▶ **TASK GOAL**: Restate all of the data below word for word.

▶ **EXCERPTED RECORDS**:
- Opening Delimiter -

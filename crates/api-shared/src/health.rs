use crate::dto::HealthRes;

/// Health check shared by every surface.
#[derive(Clone, Default)]
pub struct HealthService;

impl HealthService {
    pub fn new() -> Self {
        Self
    }

    /// The service is healthy whenever it can answer.
    pub fn check_health() -> HealthRes {
        HealthRes {
            ok: true,
            message: "DriveFS is alive".into(),
        }
    }
}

- Closing Delimiter -

▶ **SOLUTION FOR THIS TASK**:
filename crates/api-shared/src/health.rs
use crate::dto::HealthRes;

/// Health check shared by every surface.
#[derive(Clone, Default)]
pub struct HealthService;

impl HealthService {
    pub fn new() -> Self {
        Self
    }

    /// The service is healthy whenever it can answer.
    pub fn check_health() -> HealthRes {
        HealthRes {
            ok: true,
            message: "DriveFS is alive".into(),
        }
    }
}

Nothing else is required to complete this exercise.